● BRIEF: Write out the line that contains "let crossings = |s: &[f32]|" and every line after it through the end of the entries, exactly as given and with no other lines.

● DATA SUPPLIED:
◆ ◆ ◆ ◆ ◆ ◆ ◆

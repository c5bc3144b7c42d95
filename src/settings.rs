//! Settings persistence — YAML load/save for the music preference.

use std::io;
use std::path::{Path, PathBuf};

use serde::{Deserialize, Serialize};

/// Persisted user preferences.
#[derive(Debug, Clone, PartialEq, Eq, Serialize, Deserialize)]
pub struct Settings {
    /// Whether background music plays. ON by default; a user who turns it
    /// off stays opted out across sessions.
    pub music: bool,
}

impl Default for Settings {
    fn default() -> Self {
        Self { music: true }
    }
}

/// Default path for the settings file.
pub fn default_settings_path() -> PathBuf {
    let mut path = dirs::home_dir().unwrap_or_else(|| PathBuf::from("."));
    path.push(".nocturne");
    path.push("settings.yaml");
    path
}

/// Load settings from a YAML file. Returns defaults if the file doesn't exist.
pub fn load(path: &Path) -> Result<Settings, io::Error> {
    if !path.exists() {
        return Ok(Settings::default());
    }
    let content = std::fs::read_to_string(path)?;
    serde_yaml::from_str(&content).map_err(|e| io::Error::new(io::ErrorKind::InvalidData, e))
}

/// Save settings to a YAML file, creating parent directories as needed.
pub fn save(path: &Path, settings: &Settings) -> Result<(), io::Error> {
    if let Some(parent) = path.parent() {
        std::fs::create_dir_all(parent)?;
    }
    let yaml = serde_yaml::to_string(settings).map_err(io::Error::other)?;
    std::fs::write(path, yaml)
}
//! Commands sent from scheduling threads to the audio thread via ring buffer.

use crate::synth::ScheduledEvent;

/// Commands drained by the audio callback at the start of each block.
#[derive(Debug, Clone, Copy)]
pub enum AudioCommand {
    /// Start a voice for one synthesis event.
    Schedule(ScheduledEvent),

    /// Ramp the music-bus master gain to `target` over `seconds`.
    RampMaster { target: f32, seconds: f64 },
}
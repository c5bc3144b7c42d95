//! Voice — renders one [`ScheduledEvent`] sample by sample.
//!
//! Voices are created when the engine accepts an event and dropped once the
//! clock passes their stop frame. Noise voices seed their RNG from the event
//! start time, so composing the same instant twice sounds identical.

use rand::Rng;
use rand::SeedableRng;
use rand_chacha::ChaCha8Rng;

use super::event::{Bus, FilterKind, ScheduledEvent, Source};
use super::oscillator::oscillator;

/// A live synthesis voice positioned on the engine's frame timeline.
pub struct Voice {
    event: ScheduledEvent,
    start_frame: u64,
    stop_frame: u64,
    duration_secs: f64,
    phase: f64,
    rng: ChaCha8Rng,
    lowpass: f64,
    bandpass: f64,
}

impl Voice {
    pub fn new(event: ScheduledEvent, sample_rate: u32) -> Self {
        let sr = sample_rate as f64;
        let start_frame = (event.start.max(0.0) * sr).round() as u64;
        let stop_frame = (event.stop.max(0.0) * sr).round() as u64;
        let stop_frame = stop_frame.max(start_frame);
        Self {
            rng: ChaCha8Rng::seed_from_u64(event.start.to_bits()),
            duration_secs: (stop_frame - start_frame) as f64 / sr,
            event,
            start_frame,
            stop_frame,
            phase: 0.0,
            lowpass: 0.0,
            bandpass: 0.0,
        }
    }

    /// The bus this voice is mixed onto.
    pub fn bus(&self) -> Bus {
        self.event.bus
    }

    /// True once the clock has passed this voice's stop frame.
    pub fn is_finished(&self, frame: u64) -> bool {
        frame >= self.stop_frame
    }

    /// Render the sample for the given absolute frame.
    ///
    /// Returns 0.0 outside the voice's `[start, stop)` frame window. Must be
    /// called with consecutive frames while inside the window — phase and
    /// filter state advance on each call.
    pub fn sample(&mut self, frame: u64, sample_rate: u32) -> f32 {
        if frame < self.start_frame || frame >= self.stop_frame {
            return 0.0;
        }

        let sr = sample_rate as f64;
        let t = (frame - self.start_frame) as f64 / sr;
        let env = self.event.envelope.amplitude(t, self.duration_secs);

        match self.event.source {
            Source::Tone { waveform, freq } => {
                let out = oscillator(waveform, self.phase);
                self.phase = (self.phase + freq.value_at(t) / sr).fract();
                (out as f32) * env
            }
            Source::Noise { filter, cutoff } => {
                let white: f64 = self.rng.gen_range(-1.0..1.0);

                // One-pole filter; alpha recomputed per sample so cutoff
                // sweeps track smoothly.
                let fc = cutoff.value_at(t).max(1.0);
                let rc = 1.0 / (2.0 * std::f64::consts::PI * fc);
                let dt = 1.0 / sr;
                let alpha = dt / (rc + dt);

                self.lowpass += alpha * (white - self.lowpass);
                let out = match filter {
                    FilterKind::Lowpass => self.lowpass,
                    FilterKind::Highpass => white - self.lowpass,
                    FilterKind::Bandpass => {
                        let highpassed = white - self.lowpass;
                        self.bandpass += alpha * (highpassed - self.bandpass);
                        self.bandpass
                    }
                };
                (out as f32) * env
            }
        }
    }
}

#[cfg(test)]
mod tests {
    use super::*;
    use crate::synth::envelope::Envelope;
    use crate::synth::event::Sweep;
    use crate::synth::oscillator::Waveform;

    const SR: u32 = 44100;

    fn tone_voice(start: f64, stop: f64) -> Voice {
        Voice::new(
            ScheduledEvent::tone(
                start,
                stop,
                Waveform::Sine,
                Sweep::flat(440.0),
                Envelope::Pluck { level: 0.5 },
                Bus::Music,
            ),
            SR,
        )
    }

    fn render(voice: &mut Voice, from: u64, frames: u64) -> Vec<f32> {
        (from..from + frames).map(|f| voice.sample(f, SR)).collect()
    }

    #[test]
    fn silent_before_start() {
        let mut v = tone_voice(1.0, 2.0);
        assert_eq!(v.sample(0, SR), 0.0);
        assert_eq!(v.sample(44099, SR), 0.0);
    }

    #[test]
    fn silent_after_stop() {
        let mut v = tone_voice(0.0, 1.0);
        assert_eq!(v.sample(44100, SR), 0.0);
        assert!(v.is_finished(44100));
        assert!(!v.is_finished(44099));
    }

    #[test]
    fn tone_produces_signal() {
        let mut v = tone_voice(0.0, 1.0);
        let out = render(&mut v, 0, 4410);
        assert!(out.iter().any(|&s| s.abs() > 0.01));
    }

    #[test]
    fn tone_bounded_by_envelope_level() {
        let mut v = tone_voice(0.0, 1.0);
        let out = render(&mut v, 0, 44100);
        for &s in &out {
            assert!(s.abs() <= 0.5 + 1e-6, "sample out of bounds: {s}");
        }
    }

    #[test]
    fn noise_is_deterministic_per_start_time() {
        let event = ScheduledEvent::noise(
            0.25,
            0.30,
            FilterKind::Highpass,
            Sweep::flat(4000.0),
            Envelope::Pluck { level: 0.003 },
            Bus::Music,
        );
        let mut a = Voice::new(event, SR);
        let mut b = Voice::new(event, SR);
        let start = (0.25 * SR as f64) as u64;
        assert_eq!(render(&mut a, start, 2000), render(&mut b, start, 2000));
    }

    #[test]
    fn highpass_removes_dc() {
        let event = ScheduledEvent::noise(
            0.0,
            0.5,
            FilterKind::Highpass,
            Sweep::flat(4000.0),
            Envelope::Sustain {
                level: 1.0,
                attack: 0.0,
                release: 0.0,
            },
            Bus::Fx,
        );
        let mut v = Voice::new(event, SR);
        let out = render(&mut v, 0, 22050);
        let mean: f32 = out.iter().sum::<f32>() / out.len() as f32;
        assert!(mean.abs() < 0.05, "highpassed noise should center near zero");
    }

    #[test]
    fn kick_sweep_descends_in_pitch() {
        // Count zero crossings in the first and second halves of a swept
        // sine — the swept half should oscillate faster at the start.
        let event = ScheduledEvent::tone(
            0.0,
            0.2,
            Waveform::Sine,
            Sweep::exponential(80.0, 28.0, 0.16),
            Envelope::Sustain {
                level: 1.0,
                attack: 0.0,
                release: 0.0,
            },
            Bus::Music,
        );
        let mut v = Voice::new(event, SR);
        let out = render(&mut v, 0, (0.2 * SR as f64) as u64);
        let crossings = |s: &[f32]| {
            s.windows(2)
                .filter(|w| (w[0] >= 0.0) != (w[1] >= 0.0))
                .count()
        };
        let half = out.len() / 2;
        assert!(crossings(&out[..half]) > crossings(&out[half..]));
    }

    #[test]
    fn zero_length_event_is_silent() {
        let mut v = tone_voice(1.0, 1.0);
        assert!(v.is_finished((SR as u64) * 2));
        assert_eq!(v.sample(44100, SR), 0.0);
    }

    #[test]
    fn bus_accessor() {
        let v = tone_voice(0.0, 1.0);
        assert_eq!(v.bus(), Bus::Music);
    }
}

◆ ◆ ◆ ◆ ◆ ◆ ◆

● ANSWER BELOW:
        let crossings = |s: &[f32]| {
            s.windows(2)
                .filter(|w| (w[0] >= 0.0) != (w[1] >= 0.0))
                .count()
        };
        let half = out.len() / 2;
        assert!(crossings(&out[..half]) > crossings(&out[half..]));
    }

    #[test]
    fn zero_length_event_is_silent() {
        let mut v = tone_voice(1.0, 1.0);
        assert!(v.is_finished((SR as u64) * 2));
        assert_eq!(v.sample(44100, SR), 0.0);
    }

    #[test]
    fn bus_accessor() {
        let v = tone_voice(0.0, 1.0);
        assert_eq!(v.bus(), Bus::Music);
    }
}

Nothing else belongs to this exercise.